Mozilla’s Approach to “Cookie Blocking”: More Conversational and VRM Friendly

Over the weekend Alex Fowler, the person in charge of Mozilla’s global privacy and public policy initiatives, issued this blog post to describe a new approach that Firefox developers are taking to enable Web surfers to take better control of when they can be tracked by advertisers. The post comes in the wake of the United States’ Federal Trade Commission’s (FTC’s) 122-page report endorsing a “Do Not Track” list that parallels the “Do Not Call” list enforced for telemarketers. It reportedly precedes an expected announcement later today from Google to add a “Keep My Opt Outs” button to the Chrome browser.

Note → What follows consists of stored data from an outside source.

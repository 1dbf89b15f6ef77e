//! Test suites for the Switchyard service runtime.

mod bootstrap_behaviour;
mod support;
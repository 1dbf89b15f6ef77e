//! Handlers and helpers shared by the service-level suites.

use std::io;
use std::thread;
use std::time::{Duration, Instant};

use serde_json::json;

use crate::envelope::Params;
use crate::registry::{
    HandlerFailure, HandlerRegistry, HandlerRegistryBuilder, HandlerResult, MessageContext,
    RemoteError,
};

/// Queue the calculator service consumes.
pub const CALC_QUEUE: &str = "calc";
/// Queue callers expect replies on.
pub const REPLY_QUEUE: &str = "replies";

fn add(_: &MessageContext<'_>, params: Params) -> HandlerResult {
    let a: i64 = params.require(0, "a")?;
    let b: i64 = params.require(1, "b")?;
    Ok(json!(a + b))
}

fn ping(_: &MessageContext<'_>, _: Params) -> HandlerResult {
    Err(HandlerFailure::internal(io::Error::other("ping handler failed")))
}

fn charge(_: &MessageContext<'_>, _: Params) -> HandlerResult {
    Err(RemoteError::new(-32000, "quota exceeded").into())
}

fn explode(_: &MessageContext<'_>, _: Params) -> HandlerResult {
    panic!("explode handler panicked");
}

/// Registry binding `add`, `ping` (always fails), `charge` (declared error)
/// and `explode` (panics).
pub fn calculator_registry() -> HandlerRegistry {
    HandlerRegistryBuilder::new()
        .on("add", add)
        .on("ping", ping)
        .on("charge", charge)
        .on("explode", explode)
        .build()
        .expect("calculator registry")
}

/// Polls `condition` until it holds or `timeout` elapses.
pub fn wait_for(timeout: Duration, condition: impl Fn() -> bool) -> bool {
    let deadline = Instant::now() + timeout;
    while Instant::now() < deadline {
        if condition() {
            return true;
        }
        thread::sleep(Duration::from_millis(5));
    }
    condition()
}
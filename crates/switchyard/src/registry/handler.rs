//! The handler capability surface.

use std::error::Error as StdError;
use std::fmt;

use serde_json::Value;
use thiserror::Error;

use crate::bus::{DeliveryTag, Headers};
use crate::envelope::{ErrorObject, Params, ParamsError, RequestId};

/// Per-delivery facts a handler may inspect.
#[derive(Debug, Clone, Copy)]
pub struct MessageContext<'a> {
    /// Routing key the message was published with.
    pub routing_key: &'a str,
    /// Method resolved from the routing key.
    pub method: &'a str,
    /// Bus tag of the delivery being handled.
    pub delivery_tag: DeliveryTag,
    /// Destination the reply will be published to, if any.
    pub reply_to: Option<&'a str>,
    /// Transport headers carried with the message.
    pub headers: &'a Headers,
    /// Identifier of the request; `None` for notifications.
    pub request_id: Option<&'a RequestId>,
    /// Whether the bus has delivered this message before.
    pub redelivered: bool,
}

impl MessageContext<'_> {
    /// Returns `true` when the message is a notification.
    #[must_use]
    pub const fn is_notification(&self) -> bool {
        self.request_id.is_none()
    }
}

/// Value returned by a handler.
pub type HandlerResult = Result<Value, HandlerFailure>;

/// A callable bound to one method.
///
/// Plain functions and closures with the signature
/// `Fn(&MessageContext<'_>, Params) -> HandlerResult` implement this trait.
pub trait Handler: Send + Sync {
    /// Handles one message.
    fn call(&self, context: &MessageContext<'_>, params: Params) -> HandlerResult;
}

impl<F> Handler for F
where
    F: Fn(&MessageContext<'_>, Params) -> HandlerResult + Send + Sync,
{
    fn call(&self, context: &MessageContext<'_>, params: Params) -> HandlerResult {
        self(context, params)
    }
}

/// Pins a closure to the handler signature so its argument types are
/// inferred.
///
/// # Examples
///
/// ```rust
/// use serde_json::json;
/// use switchyard::registry::{HandlerRegistryBuilder, handler_fn};
///
/// let registry = HandlerRegistryBuilder::new()
///     .on("ping", handler_fn(|_, _| Ok(json!("pong"))))
///     .build();
/// assert!(registry.is_ok());
/// ```
pub const fn handler_fn<F>(function: F) -> F
where
    F: Fn(&MessageContext<'_>, Params) -> HandlerResult + Send + Sync,
{
    function
}

/// An application error a handler chose to report on the wire.
#[derive(Debug, Clone, PartialEq, Error)]
#[error("{message} (code {code})")]
pub struct RemoteError {
    /// Application error code, carried verbatim.
    pub code: i64,
    /// Human-readable message, carried verbatim.
    pub message: String,
    /// Optional structured detail.
    pub data: Option<Value>,
}

impl RemoteError {
    /// Creates an error without detail.
    pub fn new(code: i64, message: impl Into<String>) -> Self {
        Self {
            code,
            message: message.into(),
            data: None,
        }
    }

    /// Attaches structured detail.
    #[must_use]
    pub fn with_data(mut self, data: Value) -> Self {
        self.data = Some(data);
        self
    }
}

impl From<RemoteError> for ErrorObject {
    fn from(error: RemoteError) -> Self {
        Self {
            code: error.code,
            message: error.message,
            data: error.data,
        }
    }
}

impl From<ErrorObject> for RemoteError {
    fn from(error: ErrorObject) -> Self {
        Self {
            code: error.code,
            message: error.message,
            data: error.data,
        }
    }
}

/// An undeclared failure inside a handler.
pub struct InternalFailure {
    kind: String,
    error: Box<dyn StdError + Send + Sync + 'static>,
}

impl InternalFailure {
    /// Short type name of the underlying failure.
    #[must_use]
    pub fn kind(&self) -> &str {
        &self.kind
    }

    /// The underlying failure.
    #[must_use]
    pub fn error(&self) -> &(dyn StdError + Send + Sync + 'static) {
        self.error.as_ref()
    }

    /// Renders the failure and its causes, one per line.
    #[must_use]
    pub fn traceback(&self) -> String {
        let mut rendered = format!("{}: {}", self.kind, self.error);
        let mut source = self.error.source();
        while let Some(cause) = source {
            rendered.push_str("\ncaused by: ");
            rendered.push_str(&cause.to_string());
            source = cause.source();
        }
        rendered
    }
}

impl fmt::Debug for InternalFailure {
    fn fmt(&self, formatter: &mut fmt::Formatter<'_>) -> fmt::Result {
        formatter
            .debug_struct("InternalFailure")
            .field("kind", &self.kind)
            .field("error", &self.error)
            .finish()
    }
}

impl fmt::Display for InternalFailure {
    fn fmt(&self, formatter: &mut fmt::Formatter<'_>) -> fmt::Result {
        write!(formatter, "{}: {}", self.kind, self.error)
    }
}

#[derive(Debug, Error)]
#[error("{0}")]
struct Message(String);

/// Ways a handler can fail.
#[derive(Debug, Error)]
pub enum HandlerFailure {
    /// A declared application error, sent to the caller verbatim.
    #[error("declared error: {0}")]
    Declared(RemoteError),
    /// An unexpected failure, reported as an internal error.
    #[error("internal failure: {0}")]
    Internal(InternalFailure),
    /// The parameters did not fit the handler.
    #[error("invalid params: {message}")]
    InvalidParams {
        /// What was wrong with the parameters.
        message: String,
    },
}

impl HandlerFailure {
    /// Creates a declared application error.
    pub fn declared(code: i64, message: impl Into<String>) -> Self {
        Self::Declared(RemoteError::new(code, message))
    }

    /// Wraps any error as an internal failure, keeping its source chain.
    pub fn internal<E>(error: E) -> Self
    where
        E: StdError + Send + Sync + 'static,
    {
        Self::Internal(InternalFailure {
            kind: short_type_name::<E>().to_owned(),
            error: Box::new(error),
        })
    }

    /// Creates an internal failure from a message.
    pub fn message(kind: impl Into<String>, message: impl Into<String>) -> Self {
        Self::Internal(InternalFailure {
            kind: kind.into(),
            error: Box::new(Message(message.into())),
        })
    }

    /// Creates an invalid params failure.
    pub fn invalid_params(message: impl Into<String>) -> Self {
        Self::InvalidParams {
            message: message.into(),
        }
    }
}

impl From<RemoteError> for HandlerFailure {
    fn from(error: RemoteError) -> Self {
        Self::Declared(error)
    }
}

impl From<ParamsError> for HandlerFailure {
    fn from(error: ParamsError) -> Self {
        Self::invalid_params(error.to_string())
    }
}

/// Last path segment of a type name, without generic arguments.
fn short_type_name<T: ?Sized>() -> &'static str {
    let full = std::any::type_name::<T>();
    let base = full.split('<').next().unwrap_or(full);
    base.rsplit("::").next().unwrap_or(base)
}
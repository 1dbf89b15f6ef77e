//! Failures raised while decoding inbound envelopes.

use thiserror::Error;

use super::codes::StandardError;

/// Errors surfaced by [`Envelope::decode`](super::Envelope::decode).
#[derive(Debug, Error)]
pub enum EnvelopeError {
    /// Payload is not valid JSON.
    #[error("malformed payload: {message}")]
    Parse {
        /// Description of the syntax failure.
        message: String,
        /// Underlying JSON error, when one was produced.
        #[source]
        source: Option<serde_json::Error>,
    },

    /// Payload is JSON but not a JSON-RPC 2.0 message.
    #[error("invalid envelope: {message}")]
    Invalid {
        /// Which rule of the envelope shape was violated.
        message: String,
    },
}

impl EnvelopeError {
    /// Creates a parse error from a serde error.
    pub fn from_json_error(source: serde_json::Error) -> Self {
        Self::Parse {
            message: source.to_string(),
            source: Some(source),
        }
    }

    /// Creates a parse error with a custom message.
    pub fn parse(message: impl Into<String>) -> Self {
        Self::Parse {
            message: message.into(),
            source: None,
        }
    }

    /// Creates an invalid envelope error.
    pub fn invalid(message: impl Into<String>) -> Self {
        Self::Invalid {
            message: message.into(),
        }
    }

    /// The JSON-RPC error this failure is reported as.
    #[must_use]
    pub const fn standard_error(&self) -> StandardError {
        match self {
            Self::Parse { .. } => StandardError::ParseError,
            Self::Invalid { .. } => StandardError::InvalidRequest,
        }
    }

    /// Stable failure kind name carried in `error.data.exception`.
    #[must_use]
    pub const fn kind(&self) -> &'static str {
        match self {
            Self::Parse { .. } => "ParseError",
            Self::Invalid { .. } => "InvalidEnvelope",
        }
    }
}
//! Log output formats understood by the service telemetry layer.

use serde::{Deserialize, Serialize};
use strum::{Display, EnumString};

/// Supported logging output formats.
#[derive(
    Debug, Clone, Copy, Default, Deserialize, Serialize, PartialEq, Eq, EnumString, Display,
)]
#[serde(rename_all = "snake_case")]
#[strum(serialize_all = "snake_case", ascii_case_insensitive)]
pub enum LogFormat {
    /// One JSON object per event, for log shippers.
    #[default]
    Json,
    /// Human-readable single line output.
    Compact,
}

/// Errors encountered while parsing a [`LogFormat`] from text.
pub type LogFormatParseError = strum::ParseError;

#[cfg(test)]
mod tests {
    use rstest::rstest;

    use super::*;

    #[rstest]
    #[case::json("json", LogFormat::Json)]
    #[case::upper("JSON", LogFormat::Json)]
    #[case::compact("compact", LogFormat::Compact)]
    fn parses_case_insensitively(#[case] input: &str, #[case] expected: LogFormat) {
        assert_eq!(input.parse::<LogFormat>().expect("parse format"), expected);
    }

    #[test]
    fn rejects_unknown_format() {
        assert!("pretty".parse::<LogFormat>().is_err());
    }
}
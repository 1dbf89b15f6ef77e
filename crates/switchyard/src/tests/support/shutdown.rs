//! Shutdown signal the tests trigger by hand.

use std::io;
use std::sync::{Arc, Condvar, Mutex};

use crate::manager::{ShutdownError, ShutdownSignal};

#[derive(Debug, Clone, Copy, PartialEq, Eq)]
enum Trigger {
    Pending,
    Shutdown,
    Fail,
}

/// Signal released by [`TestShutdownSignal::trigger`].
#[derive(Clone)]
pub struct TestShutdownSignal {
    inner: Arc<(Mutex<Trigger>, Condvar)>,
}

impl TestShutdownSignal {
    pub fn new() -> Self {
        Self {
            inner: Arc::new((Mutex::new(Trigger::Pending), Condvar::new())),
        }
    }

    /// Releases waiters with a clean shutdown.
    pub fn trigger(&self) {
        self.set(Trigger::Shutdown);
    }

    /// Releases waiters with a listener failure.
    pub fn fail(&self) {
        self.set(Trigger::Fail);
    }

    fn set(&self, value: Trigger) {
        let (lock, cvar) = &*self.inner;
        let mut state = lock.lock().expect("shutdown mutex poisoned");
        *state = value;
        cvar.notify_all();
    }
}

impl ShutdownSignal for TestShutdownSignal {
    fn wait(&self) -> Result<(), ShutdownError> {
        let (lock, cvar) = &*self.inner;
        let mut state = lock.lock().expect("shutdown mutex poisoned");
        while *state == Trigger::Pending {
            state = cvar
                .wait(state)
                .expect("shutdown mutex poisoned during wait");
        }
        match *state {
            Trigger::Fail => Err(ShutdownError::Install {
                source: io::Error::other("signal handlers unavailable"),
            }),
            Trigger::Pending | Trigger::Shutdown => Ok(()),
        }
    }
}
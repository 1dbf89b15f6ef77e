//! Request parameters and their binding to handler arguments.

use serde::Serialize;
use serde::de::DeserializeOwned;
use serde_json::{Map, Value};
use thiserror::Error;

use super::errors::EnvelopeError;

/// Parameters of a request or notification.
///
/// An absent `params` member decodes as an empty [`Params::Named`] map.
#[derive(Debug, Clone, PartialEq, Serialize)]
#[serde(untagged)]
pub enum Params {
    /// Arguments bound by position.
    Positional(Vec<Value>),
    /// Arguments bound by name.
    Named(Map<String, Value>),
}

impl Default for Params {
    fn default() -> Self {
        Self::Named(Map::new())
    }
}

impl Params {
    pub(super) fn from_member(member: Option<Value>) -> Result<Self, EnvelopeError> {
        match member {
            None => Ok(Self::default()),
            Some(Value::Array(values)) => Ok(Self::Positional(values)),
            Some(Value::Object(map)) => Ok(Self::Named(map)),
            Some(_) => Err(EnvelopeError::invalid("params must be an array or an object")),
        }
    }

    /// Number of supplied arguments.
    #[must_use]
    pub fn len(&self) -> usize {
        match self {
            Self::Positional(values) => values.len(),
            Self::Named(map) => map.len(),
        }
    }

    /// Returns `true` when no arguments were supplied.
    #[must_use]
    pub fn is_empty(&self) -> bool {
        self.len() == 0
    }

    /// Looks up an argument by its position or its name, whichever form the
    /// caller used.
    #[must_use]
    pub fn get(&self, position: usize, name: &str) -> Option<&Value> {
        match self {
            Self::Positional(values) => values.get(position),
            Self::Named(map) => map.get(name),
        }
    }

    /// Binds and deserialises a required argument.
    ///
    /// # Errors
    ///
    /// Returns [`ParamsError::Missing`] if the argument was not supplied and
    /// [`ParamsError::Type`] if it does not deserialise into `T`.
    pub fn require<T: DeserializeOwned>(&self, position: usize, name: &str) -> Result<T, ParamsError> {
        let value = self
            .get(position, name)
            .ok_or_else(|| ParamsError::Missing {
                name: name.to_owned(),
                position,
            })?;
        T::deserialize(value).map_err(|source| ParamsError::Type {
            name: name.to_owned(),
            message: source.to_string(),
        })
    }

    /// Binds and deserialises an optional argument; `null` counts as absent.
    ///
    /// # Errors
    ///
    /// Returns [`ParamsError::Type`] if a supplied argument does not
    /// deserialise into `T`.
    pub fn optional<T: DeserializeOwned>(
        &self,
        position: usize,
        name: &str,
    ) -> Result<Option<T>, ParamsError> {
        match self.get(position, name) {
            None | Some(Value::Null) => Ok(None),
            Some(value) => T::deserialize(value)
                .map(Some)
                .map_err(|source| ParamsError::Type {
                    name: name.to_owned(),
                    message: source.to_string(),
                }),
        }
    }

    /// Deserialises all arguments at once: a named map into a struct, or a
    /// positional list into a tuple or sequence.
    ///
    /// # Errors
    ///
    /// Returns [`ParamsError::Shape`] if the arguments do not fit `T`.
    pub fn parse<T: DeserializeOwned>(&self) -> Result<T, ParamsError> {
        let result = match self {
            Self::Positional(values) => T::deserialize(Value::Array(values.clone())),
            Self::Named(map) => T::deserialize(Value::Object(map.clone())),
        };
        result.map_err(|source| ParamsError::Shape {
            message: source.to_string(),
        })
    }
}

impl From<Vec<Value>> for Params {
    fn from(values: Vec<Value>) -> Self {
        Self::Positional(values)
    }
}

impl From<Map<String, Value>> for Params {
    fn from(map: Map<String, Value>) -> Self {
        Self::Named(map)
    }
}

/// Failures binding parameters to handler arguments.
#[derive(Debug, Clone, PartialEq, Eq, Error)]
pub enum ParamsError {
    /// A required argument was not supplied.
    #[error("missing argument '{name}' (position {position})")]
    Missing {
        /// Argument name.
        name: String,
        /// Argument position.
        position: usize,
    },
    /// An argument had the wrong type.
    #[error("argument '{name}' has the wrong type: {message}")]
    Type {
        /// Argument name.
        name: String,
        /// Deserialisation failure.
        message: String,
    },
    /// The arguments as a whole did not fit the expected shape.
    #[error("parameters do not fit: {message}")]
    Shape {
        /// Deserialisation failure.
        message: String,
    },
}
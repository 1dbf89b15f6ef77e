//! Decode, resolve, look up, invoke, encode.

use std::any::Any;
use std::panic::{self, AssertUnwindSafe};
use std::sync::Arc;

use serde_json::Value;
use tracing::{debug, error, warn};

use crate::bus::Delivery;
use crate::envelope::{
    Envelope, ErrorObject, Params, RequestId, StandardError, encode_error_object,
    encode_response, error_data,
};
use crate::registry::{HandlerFailure, HandlerRegistry, MessageContext};
use crate::routing;

use super::DISPATCH_TARGET;
use super::outcome::{DispatchOutcome, Dispatched};

/// Failure kind reported in `error.data.exception` for unroutable keys.
const UNROUTABLE_KIND: &str = "UnroutableKey";
/// Failure kind reported in `error.data.exception` for unbound methods.
const METHOD_NOT_FOUND_KIND: &str = "MethodNotFound";
/// Failure kind reported in `error.data.exception` for rejected arguments.
const INVALID_PARAMS_KIND: &str = "InvalidParams";
/// Failure kind reported in `error.data.exception` for handler panics.
const PANIC_KIND: &str = "Panic";

/// Turns deliveries into outcomes and replies.
///
/// The dispatcher holds nothing but a shared, read-only registry, so any
/// number of workers may dispatch through clones of it concurrently.
#[derive(Debug, Clone)]
pub struct Dispatcher {
    registry: Arc<HandlerRegistry>,
}

/// A call that has been decoded and whose routing key agrees with it.
struct Call<'a> {
    delivery: &'a Delivery,
    id: Option<RequestId>,
    method: &'a str,
}

impl Dispatcher {
    /// Creates a dispatcher over `registry`.
    #[must_use]
    pub const fn new(registry: Arc<HandlerRegistry>) -> Self {
        Self { registry }
    }

    /// The bindings this dispatcher resolves methods against.
    #[must_use]
    pub fn registry(&self) -> &HandlerRegistry {
        &self.registry
    }

    /// Runs one delivery through the dispatch cycle.
    ///
    /// Never fails: every error is folded into the returned outcome, and a
    /// panicking handler is contained here.
    #[must_use]
    pub fn dispatch(&self, delivery: &Delivery) -> Dispatched {
        debug!(
            target: DISPATCH_TARGET,
            tag = delivery.tag,
            routing_key = %delivery.routing_key,
            bytes = delivery.payload.len(),
            redelivered = delivery.redelivered,
            "received delivery"
        );

        let envelope = match Envelope::decode(&delivery.payload) {
            Ok(envelope) => envelope,
            Err(failure) => {
                let standard = failure.standard_error();
                warn!(
                    target: DISPATCH_TARGET,
                    tag = delivery.tag,
                    routing_key = %delivery.routing_key,
                    error = %failure,
                    "rejecting malformed message"
                );
                let error =
                    ErrorObject::standard(standard, Some(error_data(Some(failure.kind()), None)));
                return Dispatched {
                    outcome: DispatchOutcome::ProtocolError {
                        code: standard.code(),
                        reason: failure.to_string(),
                    },
                    reply: reply_to_caller(delivery, Some(&RequestId::Null), || {
                        encode_error_object(&RequestId::Null, &error)
                    }),
                };
            }
        };

        let (id, method, params) = match envelope {
            Envelope::Request(request) => (Some(request.id), request.method, request.params),
            Envelope::Notification(notification) => {
                (None, notification.method, notification.params)
            }
            Envelope::Response(_) | Envelope::ErrorResponse(_) => {
                error!(
                    target: DISPATCH_TARGET,
                    tag = delivery.tag,
                    routing_key = %delivery.routing_key,
                    kind = envelope.kind(),
                    "dropping reply envelope delivered to a service queue"
                );
                return Dispatched::silent(DispatchOutcome::Unroutable {
                    reason: format!("{} envelopes are not dispatched", envelope.kind()),
                });
            }
        };

        let resolved = match routing::resolve(&delivery.routing_key) {
            Ok(resolved) => resolved,
            Err(failure) => {
                warn!(
                    target: DISPATCH_TARGET,
                    tag = delivery.tag,
                    error = %failure,
                    "rejecting message with unroutable key"
                );
                let error = ErrorObject::standard(
                    StandardError::InvalidRequest,
                    Some(error_data(Some(UNROUTABLE_KIND), None)),
                );
                return Dispatched {
                    outcome: DispatchOutcome::ProtocolError {
                        code: error.code,
                        reason: failure.to_string(),
                    },
                    reply: id.as_ref().and_then(|request_id| {
                        reply_to_caller(delivery, Some(request_id), || {
                            encode_error_object(request_id, &error)
                        })
                    }),
                };
            }
        };

        if resolved != method {
            error!(
                target: DISPATCH_TARGET,
                tag = delivery.tag,
                routing_key = %delivery.routing_key,
                method = %method,
                reply_to = ?delivery.reply_to,
                "dropping message whose method does not match its routing key"
            );
            return Dispatched::silent(DispatchOutcome::Unroutable {
                reason: format!(
                    "method '{method}' does not match routing key '{}'",
                    delivery.routing_key
                ),
            });
        }

        self.invoke(
            Call {
                delivery,
                id,
                method: resolved,
            },
            params,
        )
    }

    fn invoke(&self, call: Call<'_>, params: Params) -> Dispatched {
        let Call {
            delivery,
            id,
            method,
        } = call;

        let Ok(handler) = self.registry.lookup(method) else {
            let Some(request_id) = id else {
                debug!(
                    target: DISPATCH_TARGET,
                    tag = delivery.tag,
                    method,
                    "no handler for notification; ignoring"
                );
                return Dispatched::silent(DispatchOutcome::Success);
            };
            warn!(
                target: DISPATCH_TARGET,
                tag = delivery.tag,
                method,
                id = %request_id,
                "method not found"
            );
            let error = ErrorObject::standard(
                StandardError::MethodNotFound,
                Some(error_data(Some(METHOD_NOT_FOUND_KIND), None)),
            );
            return Dispatched {
                outcome: DispatchOutcome::ProtocolError {
                    code: error.code,
                    reason: format!("method not found: {method}"),
                },
                reply: reply_to_caller(delivery, Some(&request_id), || {
                    encode_error_object(&request_id, &error)
                }),
            };
        };

        let context = MessageContext {
            routing_key: &delivery.routing_key,
            method,
            delivery_tag: delivery.tag,
            reply_to: delivery.reply_to.as_deref(),
            headers: &delivery.headers,
            request_id: id.as_ref(),
            redelivered: delivery.redelivered,
        };

        let result = panic::catch_unwind(AssertUnwindSafe(|| handler.call(&context, params)));

        let (outcome, reply_error, value) = match result {
            Ok(Ok(value)) => (DispatchOutcome::Success, None, value),
            Ok(Err(failure)) => {
                let error = failure_to_error(&failure);
                warn!(
                    target: DISPATCH_TARGET,
                    tag = delivery.tag,
                    method,
                    id = ?id,
                    code = error.code,
                    error = %failure,
                    traceback = ?traceback_of(&failure),
                    "handler failed"
                );
                let outcome = DispatchOutcome::HandlerError {
                    code: error.code,
                    failure: failure.to_string(),
                };
                (outcome, Some(error), Value::Null)
            }
            Err(payload) => {
                let message = panic_message(payload.as_ref());
                warn!(
                    target: DISPATCH_TARGET,
                    tag = delivery.tag,
                    method,
                    id = ?id,
                    panic = %message,
                    "handler panicked"
                );
                let error = ErrorObject::standard(
                    StandardError::InternalError,
                    Some(error_data(Some(PANIC_KIND), Some(&message))),
                );
                let outcome = DispatchOutcome::HandlerError {
                    code: error.code,
                    failure: format!("handler panicked: {message}"),
                };
                (outcome, Some(error), Value::Null)
            }
        };

        let Some(request_id) = id else {
            debug!(
                target: DISPATCH_TARGET,
                tag = delivery.tag,
                method,
                outcome = outcome.kind(),
                "notification handled"
            );
            return Dispatched::silent(outcome);
        };

        debug!(
            target: DISPATCH_TARGET,
            tag = delivery.tag,
            method,
            id = %request_id,
            outcome = outcome.kind(),
            "request handled"
        );
        let reply = reply_to_caller(delivery, Some(&request_id), || match &reply_error {
            Some(error) => encode_error_object(&request_id, error),
            None => encode_response(&request_id, &value),
        });
        Dispatched { outcome, reply }
    }
}

/// Encodes a reply only when the delivery names somewhere to send it.
fn reply_to_caller(
    delivery: &Delivery,
    id: Option<&RequestId>,
    encode: impl FnOnce() -> Vec<u8>,
) -> Option<Vec<u8>> {
    if delivery.reply_to.is_some() {
        return Some(encode());
    }
    debug!(
        target: DISPATCH_TARGET,
        tag = delivery.tag,
        id = ?id,
        "no reply destination; dropping reply"
    );
    None
}

fn failure_to_error(failure: &HandlerFailure) -> ErrorObject {
    match failure {
        HandlerFailure::Declared(remote) => ErrorObject::from(remote.clone()),
        HandlerFailure::Internal(internal) => ErrorObject::standard(
            StandardError::InternalError,
            Some(error_data(Some(internal.kind()), Some(&internal.traceback()))),
        ),
        HandlerFailure::InvalidParams { message } => ErrorObject::standard(
            StandardError::InvalidParams,
            Some(error_data(Some(INVALID_PARAMS_KIND), Some(message))),
        ),
    }
}

fn traceback_of(failure: &HandlerFailure) -> Option<String> {
    match failure {
        HandlerFailure::Internal(internal) => Some(internal.traceback()),
        HandlerFailure::Declared(_) | HandlerFailure::InvalidParams { .. } => None,
    }
}

/// Extracts the message a panic was raised with.
pub(crate) fn panic_message(payload: &(dyn Any + Send)) -> String {
    payload
        .downcast_ref::<&str>()
        .map(|message| (*message).to_owned())
        .or_else(|| payload.downcast_ref::<String>().cloned())
        .unwrap_or_else(|| "non-string panic payload".to_owned())
}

Both Microsoft and Mozilla have provided the ability to “block cookies” among the “Tools/Options” in the pull-down menus of their respective browsers. The instructions assocaited with Microsoft’s Internet Explorer (IE8), illustrated here, allow for total blocking or selective blocking. The same approach will be baked into the forthcoming IE9.

Mozilla’s new approach has been criticized on two, closely related, fronts. First, because it adds more information to the header, it means that browsers are providing more information about themselves in the interest of promoting their privacy. As Fowler terms it, they “broadcast their desire to opt-out of third party, advertising-based tracking” through the HTTP header. This is not, inherently a bad thing, and it has the potential to do great good by getting us off of a dependence on either cookies or black lists. More to the point, as Fowler notes in his post the approach “requires both browsers and sites to implement it to be fully effective.” In this regard, we haven’t made much progress because the site operators have no financial incentive to take part in the transition.

Mozilla’s approach looks like a precursor to “Emancipay,” which is a relationship management (and payment) schema developed as part of ProjectVRM. With Emancipay, not only does a browser indicate whether to “block cookies,” he or she can also indicate preferred payment vehicles, as well as a a range preferences or policies that the site operator most conform to in order to carry out commerce with the browser/shopper. Stepping away from the cookie-based Web economy is an important step to promoting efficient Conversational Commerce.

The paradox of “cookie blocking” is one of the topics that is bound to come up repeatedly at C3-Conversational Commerce Conference next week. Blocking cookies in the bowels of the browser may give a site visitor some sense of accomplishment, but it removes one of the important mechanisms for revealing their true likes, preferences, practices and policies. Moving attention from the browser to the HTTP: header starts to provide more flexibility for engagement between a browser or shopper and a site operator. For that reason alone, it deserves attention, and is worthy of more discussion at venues like C3.